BLITAR KAWENTAR - Nama Veda Ega Pratama kembali menjadi perbincangan hangat usai gelaran Moto3 Italia 2026 di Sirkuit Mugello.
Bukan semata karena kecepatan yang ditunjukkannya sepanjang akhir pekan balap, tetapi juga karena insiden yang melibatkan rivalnya, Hakim Danish, yang memicu berbagai spekulasi di kalangan penggemar.
Drama Veda Ega Pratama dan Danish menjadi salah satu topik paling ramai dibahas setelah balapan berlangsung.
Banyak penggemar mencoba mencari jawaban mengenai apakah tekanan yang diberikan pembalap Indonesia tersebut menjadi salah satu faktor yang membuat Danish kehilangan kendali hingga terjatuh.
Duel Sengit Warnai Balapan Moto3 Italia 2026
Sirkuit Mugello dikenal sebagai salah satu trek paling menantang dalam kalender Moto3.
Lintasan berkarakter cepat dengan kombinasi tikungan teknis membuat para pembalap harus tampil nyaris sempurna.
Sejak sesi latihan bebas, Veda Ega Pratama sudah menunjukkan performa kompetitif.
Pembalap Honda Team Asia tersebut beberapa kali berada di kelompok pembalap tercepat dan memperlihatkan perkembangan yang signifikan dibanding musim-musim sebelumnya.
Memasuki balapan utama, persaingan langsung berlangsung ketat sejak lap pertama.
Grup terdepan diisi sejumlah pembalap yang saling berebut posisi dengan selisih waktu sangat tipis.

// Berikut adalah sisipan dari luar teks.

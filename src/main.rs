//! Feedback Hub - HTTP service entry point

use clap::Parser;
use feedback_core::{
    api::{ApiServer, AppState},
    AppConfig, BedrockSummarizer, SqliteFeedbackStore,
};
use std::net::SocketAddr;
use std::path::PathBuf;
use std::sync::Arc;
use tracing::{debug, info, Level};
use tracing_subscriber::EnvFilter;

#[derive(Parser)]
#[command(name = "feedback-hub", version, about = "Feedback collection service with LLM summaries")]
struct Cli {
    /// Configuration file (TOML)
    #[arg(short, long)]
    config: Option<PathBuf>,

    /// Listen address (overrides config)
    #[arg(long)]
    addr: Option<SocketAddr>,

    /// Database path (overrides config)
    #[arg(long)]
    db_path: Option<PathBuf>,

    /// Static asset directory (overrides config)
    #[arg(long)]
    static_dir: Option<PathBuf>,

    /// Set log level
    #[arg(short, long, default_value = "info", env = "FEEDBACK_LOG_LEVEL")]
    log_level: String,
}

#[tokio::main]
async fn main() -> anyhow::Result<()> {
    let cli = Cli::parse();

    // Initialize tracing
    let level = match cli.log_level.as_str() {
        "trace" => Level::TRACE,
        "debug" => Level::DEBUG,
        "info" => Level::INFO,
        "warn" => Level::WARN,
        "error" => Level::ERROR,
        _ => Level::INFO,
    };

    let level = level.as_str().to_lowercase();
    let filter = EnvFilter::new(format!(
        "feedback_hub={level},feedback_core={level},tower_http={level}"
    ));

    tracing_subscriber::fmt()
        .with_env_filter(filter)
        .with_target(false)
        .with_writer(std::io::stderr)
        .init();

    debug!("Feedback Hub v{} starting...", env!("CARGO_PKG_VERSION"));

    let mut config = AppConfig::load(cli.config.as_deref())?;
    if let Some(addr) = cli.addr {
        config.server.addr = addr;
    }
    if let Some(db_path) = cli.db_path {
        config.store.path = db_path;
    }
    if let Some(static_dir) = cli.static_dir {
        config.server.static_dir = static_dir;
    }

    let store = SqliteFeedbackStore::open(&config.store).await?;

    let summarizer = BedrockSummarizer::new(&config.summarizer)?;
    info!(
        "Summaries via model {} in {}",
        config.summarizer.model_id, config.summarizer.region
    );

    let state = AppState::new(Arc::new(store), Arc::new(summarizer));
    ApiServer::new(config.server, state).serve().await
}
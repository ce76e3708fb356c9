//! Error types for the feedback service
//!
//! This module provides error handling using thiserror for
//! structured error definitions.

use thiserror::Error;

/// Main error type for feedback operations
#[derive(Error, Debug)]
pub enum FeedbackError {
    /// Database operation failed
    #[error("Database error: {0}")]
    Database(String),

    /// Configuration error
    #[error("Configuration error: {0}")]
    Config(#[from] config::ConfigError),

    /// HTTP request error
    #[error("HTTP error: {0}")]
    Http(#[from] reqwest::Error),

    /// Generic error with context
    #[error("{0}")]
    Other(String),
}

/// Result type alias for feedback operations
pub type Result<T> = std::result::Result<T, FeedbackError>;

impl From<rusqlite::Error> for FeedbackError {
    fn from(err: rusqlite::Error) -> Self {
        FeedbackError::Database(err.to_string())
    }
}
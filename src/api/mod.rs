//! HTTP API for feedback collection and summaries
//!
//! Provides:
//! - Feedback submission and listing
//! - On-demand summaries from the hosted model
//! - Static front-end assets

pub mod errors;
pub mod handlers;
pub mod server;
pub mod state;

pub use errors::ApiError;
pub use server::ApiServer;
pub use state::AppState;
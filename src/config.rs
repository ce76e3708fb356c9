//! Layered configuration for the feedback service
//!
//! Sources, lowest precedence first:
//! 1. Built-in defaults
//! 2. An optional TOML file
//! 3. `FEEDBACK_<SECTION>__<KEY>` environment variables
//!
//! CLI flags are applied on top by the binary.

use crate::error::Result;
use serde::Deserialize;
use std::env;
use std::net::SocketAddr;
use std::path::{Path, PathBuf};
use tracing::debug;

/// Environment variable prefix for overrides
const ENV_PREFIX: &str = "FEEDBACK";

/// Region variable consulted when no region is configured
pub const REGION_ENV_VAR: &str = "AWS_REGION";

pub const DEFAULT_ADDR: &str = "0.0.0.0:8080";
pub const DEFAULT_STATIC_DIR: &str = "./frontend";
pub const DEFAULT_DB_PATH: &str = "feedback.db";
pub const DEFAULT_POOL_SIZE: usize = 8;
pub const DEFAULT_REGION: &str = "us-east-1";
pub const DEFAULT_MODEL_ID: &str = "anthropic.claude-3-sonnet-20240229-v1:0";
pub const DEFAULT_MAX_TOKENS: u32 = 300;
pub const DEFAULT_TIMEOUT_SECS: u64 = 120;

/// Full service configuration
#[derive(Debug, Clone, Deserialize)]
pub struct AppConfig {
    pub server: ServerConfig,
    pub store: StoreConfig,
    pub summarizer: SummarizerConfig,
}

/// HTTP listener settings
#[derive(Debug, Clone, Deserialize)]
pub struct ServerConfig {
    /// Listen address
    pub addr: SocketAddr,
    /// Directory served for non-API paths
    pub static_dir: PathBuf,
}

/// SQLite store settings
#[derive(Debug, Clone, Deserialize)]
pub struct StoreConfig {
    /// Database file path
    pub path: PathBuf,
    /// Maximum pooled connections
    pub pool_size: usize,
}

/// Hosted model settings
#[derive(Debug, Clone, Deserialize)]
pub struct SummarizerConfig {
    pub region: String,
    pub model_id: String,
    /// Generation length bound sent with every request
    pub max_tokens: u32,
    /// Overrides the regional endpoint (local mocks, VPC endpoints)
    #[serde(default)]
    pub endpoint_url: Option<String>,
    pub timeout_secs: u64,
}

impl AppConfig {
    /// Load configuration from defaults, an optional file and the environment
    pub fn load(file: Option<&Path>) -> Result<Self> {
        let region = env::var(REGION_ENV_VAR)
            .ok()
            .filter(|r| !r.is_empty())
            .unwrap_or_else(|| DEFAULT_REGION.to_string());
        debug!("Default summarizer region: {}", region);

        let mut builder = config::Config::builder()
            .set_default("server.addr", DEFAULT_ADDR)?
            .set_default("server.static_dir", DEFAULT_STATIC_DIR)?
            .set_default("store.path", DEFAULT_DB_PATH)?
            .set_default("store.pool_size", DEFAULT_POOL_SIZE as i64)?
            .set_default("summarizer.region", region)?
            .set_default("summarizer.model_id", DEFAULT_MODEL_ID)?
            .set_default("summarizer.max_tokens", DEFAULT_MAX_TOKENS as i64)?
            .set_default("summarizer.timeout_secs", DEFAULT_TIMEOUT_SECS as i64)?;

        if let Some(path) = file {
            debug!("Loading configuration file: {}", path.display());
            builder = builder.add_source(config::File::from(path).required(true));
        }

        let settings = builder
            .add_source(
                config::Environment::with_prefix(ENV_PREFIX)
                    .prefix_separator("_")
                    .separator("__")
                    .try_parsing(true),
            )
            .build()?;

        Ok(settings.try_deserialize()?)
    }
}

impl Default for AppConfig {
    fn default() -> Self {
        Self {
            server: ServerConfig {
                addr: ([0, 0, 0, 0], 8080).into(),
                static_dir: PathBuf::from(DEFAULT_STATIC_DIR),
            },
            store: StoreConfig {
                path: PathBuf::from(DEFAULT_DB_PATH),
                pool_size: DEFAULT_POOL_SIZE,
            },
            summarizer: SummarizerConfig::default(),
        }
    }
}

impl Default for SummarizerConfig {
    fn default() -> Self {
        Self {
            region: DEFAULT_REGION.to_string(),
            model_id: DEFAULT_MODEL_ID.to_string(),
            max_tokens: DEFAULT_MAX_TOKENS,
            endpoint_url: None,
            timeout_secs: DEFAULT_TIMEOUT_SECS,
        }
    }
}

#[cfg(test)]
mod tests {
    use super::*;
    use serial_test::serial;
    use std::io::Write;

    #[test]
    #[serial]
    fn test_defaults() {
        env::remove_var(REGION_ENV_VAR);
        let config = AppConfig::load(None).unwrap();

        assert_eq!(config.server.addr, DEFAULT_ADDR.parse::<SocketAddr>().unwrap());
        assert_eq!(config.store.path, PathBuf::from("feedback.db"));
        assert_eq!(config.summarizer.region, "us-east-1");
        assert_eq!(config.summarizer.max_tokens, 300);
        assert!(config.summarizer.endpoint_url.is_none());
    }

    #[test]
    #[serial]
    fn test_region_from_environment() {
        env::set_var(REGION_ENV_VAR, "eu-west-3");
        let config = AppConfig::load(None).unwrap();
        env::remove_var(REGION_ENV_VAR);

        assert_eq!(config.summarizer.region, "eu-west-3");
    }

    #[test]
    #[serial]
    fn test_prefixed_env_overrides() {
        env::set_var("FEEDBACK_STORE__POOL_SIZE", "3");
        env::set_var("FEEDBACK_SERVER__ADDR", "127.0.0.1:9090");
        let config = AppConfig::load(None);
        env::remove_var("FEEDBACK_STORE__POOL_SIZE");
        env::remove_var("FEEDBACK_SERVER__ADDR");

        let config = config.unwrap();
        assert_eq!(config.store.pool_size, 3);
        assert_eq!(config.server.addr.port(), 9090);
    }

    #[test]
    #[serial]
    fn test_file_overrides_defaults() {
        let dir = tempfile::TempDir::new().unwrap();
        let path = dir.path().join("feedback.toml");
        let mut file = std::fs::File::create(&path).unwrap();
        writeln!(
            file,
            "[store]\npath = \"/var/lib/feedback/data.db\"\n\n[summarizer]\nendpoint_url = \"http://localhost:4566\"\n"
        )
        .unwrap();

        let config = AppConfig::load(Some(&path)).unwrap();
        assert_eq!(config.store.path, PathBuf::from("/var/lib/feedback/data.db"));
        assert_eq!(
            config.summarizer.endpoint_url.as_deref(),
            Some("http://localhost:4566")
        );
        assert_eq!(config.store.pool_size, DEFAULT_POOL_SIZE);
    }

    #[test]
    #[serial]
    fn test_missing_file_is_error() {
        let result = AppConfig::load(Some(Path::new("/nonexistent/feedback.toml")));
        assert!(result.is_err());
    }
}
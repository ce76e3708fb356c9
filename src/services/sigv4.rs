//! AWS Signature Version 4 request signing
//!
//! Just enough of SigV4 to sign JSON POSTs to the hosted model runtime:
//! header-based signing, double-encoded canonical URIs, and optional
//! temporary-credential session tokens.

use crate::error::{FeedbackError, Result};
use chrono::{DateTime, Utc};
use hmac::{Hmac, Mac};
use reqwest::Url;
use sha2::{Digest, Sha256};
use std::env;
use std::fmt;

type HmacSha256 = Hmac<Sha256>;

const ALGORITHM: &str = "AWS4-HMAC-SHA256";

/// Static AWS credentials
#[derive(Clone, PartialEq, Eq)]
pub struct AwsCredentials {
    pub access_key_id: String,
    pub secret_access_key: String,
    pub session_token: Option<String>,
}

impl AwsCredentials {
    pub fn new(access_key_id: impl Into<String>, secret_access_key: impl Into<String>) -> Self {
        Self {
            access_key_id: access_key_id.into(),
            secret_access_key: secret_access_key.into(),
            session_token: None,
        }
    }

    /// Read `AWS_ACCESS_KEY_ID`, `AWS_SECRET_ACCESS_KEY` and the optional
    /// `AWS_SESSION_TOKEN`
    pub fn from_env() -> Option<Self> {
        let non_empty = |key: &str| env::var(key).ok().filter(|v| !v.is_empty());

        Some(Self {
            access_key_id: non_empty("AWS_ACCESS_KEY_ID")?,
            secret_access_key: non_empty("AWS_SECRET_ACCESS_KEY")?,
            session_token: non_empty("AWS_SESSION_TOKEN"),
        })
    }
}

impl fmt::Debug for AwsCredentials {
    fn fmt(&self, f: &mut fmt::Formatter<'_>) -> fmt::Result {
        f.debug_struct("AwsCredentials")
            .field("access_key_id", &self.access_key_id)
            .field("secret_access_key", &"<redacted>")
            .field("session_token", &self.session_token.as_ref().map(|_| "<redacted>"))
            .finish()
    }
}

/// Scope of a single signature
#[derive(Debug, Clone, Copy)]
pub struct SigningParams<'a> {
    pub credentials: &'a AwsCredentials,
    pub region: &'a str,
    pub service: &'a str,
    pub time: DateTime<Utc>,
}

fn to_hex(bytes: &[u8]) -> String {
    bytes.iter().map(|b| format!("{:02x}", b)).collect()
}

fn sha256_hex(data: &[u8]) -> String {
    to_hex(&Sha256::digest(data))
}

fn hmac_sha256(key: &[u8], data: &[u8]) -> Result<Vec<u8>> {
    let mut mac = HmacSha256::new_from_slice(key)
        .map_err(|e| FeedbackError::Other(format!("Invalid HMAC key: {}", e)))?;
    mac.update(data);
    Ok(mac.finalize().into_bytes().to_vec())
}

/// Percent-encode everything outside the SigV4 unreserved set
pub fn uri_encode(input: &str, encode_slash: bool) -> String {
    let mut encoded = String::with_capacity(input.len());

    for byte in input.bytes() {
        match byte {
            b'A'..=b'Z' | b'a'..=b'z' | b'0'..=b'9' | b'-' | b'_' | b'.' | b'~' => {
                encoded.push(byte as char)
            }
            b'/' if !encode_slash => encoded.push('/'),
            _ => encoded.push_str(&format!("%{:02X}", byte)),
        }
    }

    encoded
}

/// Derive the per-day signing key
pub fn derive_signing_key(
    secret_access_key: &str,
    date_stamp: &str,
    region: &str,
    service: &str,
) -> Result<Vec<u8>> {
    let k_date = hmac_sha256(
        format!("AWS4{}", secret_access_key).as_bytes(),
        date_stamp.as_bytes(),
    )?;
    let k_region = hmac_sha256(&k_date, region.as_bytes())?;
    let k_service = hmac_sha256(&k_region, service.as_bytes())?;
    hmac_sha256(&k_service, b"aws4_request")
}

fn host_header(url: &Url) -> Result<String> {
    let host = url
        .host_str()
        .ok_or_else(|| FeedbackError::Other(format!("URL has no host: {}", url)))?;

    Ok(match url.port() {
        Some(port) => format!("{}:{}", host, port),
        None => host.to_string(),
    })
}

fn canonical_query(url: &Url) -> String {
    let mut pairs: Vec<(&str, &str)> = url
        .query()
        .unwrap_or_default()
        .split('&')
        .filter(|pair| !pair.is_empty())
        .map(|pair| pair.split_once('=').unwrap_or((pair, "")))
        .collect();
    pairs.sort_unstable();

    pairs
        .iter()
        .map(|(k, v)| format!("{}={}", k, v))
        .collect::<Vec<_>>()
        .join("&")
}

fn normalize_header_value(value: &str) -> String {
    value.split_whitespace().collect::<Vec<_>>().join(" ")
}

/// Sign a request, returning the headers to attach to it
///
/// `headers` are the caller's headers to cover with the signature; `host` and
/// `x-amz-date` are always signed. The returned list holds `x-amz-date`, the
/// session token when present, and `authorization`.
pub fn sign_request(
    params: &SigningParams<'_>,
    method: &str,
    url: &Url,
    headers: &[(&str, &str)],
    payload: &[u8],
) -> Result<Vec<(String, String)>> {
    let amz_date = params.time.format("%Y%m%dT%H%M%SZ").to_string();
    let date_stamp = params.time.format("%Y%m%d").to_string();

    let mut canonical_headers: Vec<(String, String)> = headers
        .iter()
        .map(|(name, value)| (name.to_ascii_lowercase(), normalize_header_value(value)))
        .collect();
    canonical_headers.push(("host".to_string(), host_header(url)?));
    canonical_headers.push(("x-amz-date".to_string(), amz_date.clone()));
    if let Some(token) = &params.credentials.session_token {
        canonical_headers.push(("x-amz-security-token".to_string(), token.clone()));
    }
    canonical_headers.sort();

    let signed_headers = canonical_headers
        .iter()
        .map(|(name, _)| name.as_str())
        .collect::<Vec<_>>()
        .join(";");
    let header_block: String = canonical_headers
        .iter()
        .map(|(name, value)| format!("{}:{}\n", name, value))
        .collect();

    let canonical_request = format!(
        "{}\n{}\n{}\n{}\n{}\n{}",
        method,
        uri_encode(url.path(), false),
        canonical_query(url),
        header_block,
        signed_headers,
        sha256_hex(payload)
    );

    let scope = format!(
        "{}/{}/{}/aws4_request",
        date_stamp, params.region, params.service
    );
    let string_to_sign = format!(
        "{}\n{}\n{}\n{}",
        ALGORITHM,
        amz_date,
        scope,
        sha256_hex(canonical_request.as_bytes())
    );

    let signing_key = derive_signing_key(
        &params.credentials.secret_access_key,
        &date_stamp,
        params.region,
        params.service,
    )?;
    let signature = to_hex(&hmac_sha256(&signing_key, string_to_sign.as_bytes())?);

    let mut signed = vec![("x-amz-date".to_string(), amz_date)];
    if let Some(token) = &params.credentials.session_token {
        signed.push(("x-amz-security-token".to_string(), token.clone()));
    }
    signed.push((
        "authorization".to_string(),
        format!(
            "{} Credential={}/{}, SignedHeaders={}, Signature={}",
            ALGORITHM, params.credentials.access_key_id, scope, signed_headers, signature
        ),
    ));

    Ok(signed)
}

Dalam situasi tersebut, Veda tampil agresif namun tetap terukur.
Beberapa manuver pengereman terlambat yang dilakukannya berhasil membuatnya tetap berada dalam rombongan depan.
Insiden Danish Jadi Sorotan
Momen yang kemudian menjadi perhatian terjadi ketika balapan memasuki fase krusial.
Hakim Danish yang sedang berupaya mempertahankan posisinya mendapatkan tekanan dari para pembalap di belakang.
Dalam salah satu duel yang berlangsung intens, pembalap Malaysia tersebut kehilangan kendali dan terjatuh.
Insiden itu langsung memicu berbagai reaksi di media sosial.
Sebagian penggemar mengaitkan kejadian tersebut dengan tekanan yang diberikan Veda Ega selama balapan.
Bahkan muncul istilah "Veda nge-prank Danish" yang ramai diperbincangkan warganet.
Meski demikian, banyak pengamat mengingatkan bahwa kecelakaan dalam balapan biasanya disebabkan banyak faktor.
Mulai dari kondisi ban, grip lintasan, kesalahan pengereman hingga tekanan psikologis yang muncul saat bertarung ketat.
Karena itu, belum ada bukti yang menunjukkan bahwa insiden tersebut terjadi akibat tindakan tertentu dari Veda.
Ekspresi Hiroshi Aoyama Jadi Perhatian
Selain duel di lintasan, perhatian publik juga tertuju kepada Hiroshi Aoyama.
Mantan pembalap MotoGP yang kini berperan penting dalam pengembangan pembalap muda itu beberapa kali tertangkap kamera menunjukkan ekspresi serius sepanjang balapan.
Banyak penggemar menilai ekspresi tersebut menggambarkan besarnya tekanan yang dirasakan tim dalam mendampingi para rider muda.
Sebagai mentor, Aoyama tentu memahami bahwa setiap balapan bukan hanya soal hasil akhir.
Ada proses panjang, latihan, evaluasi, serta perjuangan mental yang harus dijalani pembalap untuk mencapai level tertinggi.
Veda Semakin Diakui Dunia
Terlepas dari kontroversi yang muncul, satu hal yang sulit dibantah adalah perkembangan pesat Veda Ega Pratama.
Kemampuan membaca situasi balapan, keberanian melakukan manuver, dan konsistensinya semakin mendapat perhatian publik internasional.
Banyak pengamat menilai pembalap Indonesia itu mulai menunjukkan karakter yang dibutuhkan untuk bersaing di level dunia.
Perjalanan menuju kelas yang lebih tinggi memang masih panjang.
Namun performa yang ditunjukkan di Mugello kembali menjadi bukti bahwa Indonesia memiliki talenta muda yang mampu bersaing dengan para pembalap terbaik dunia.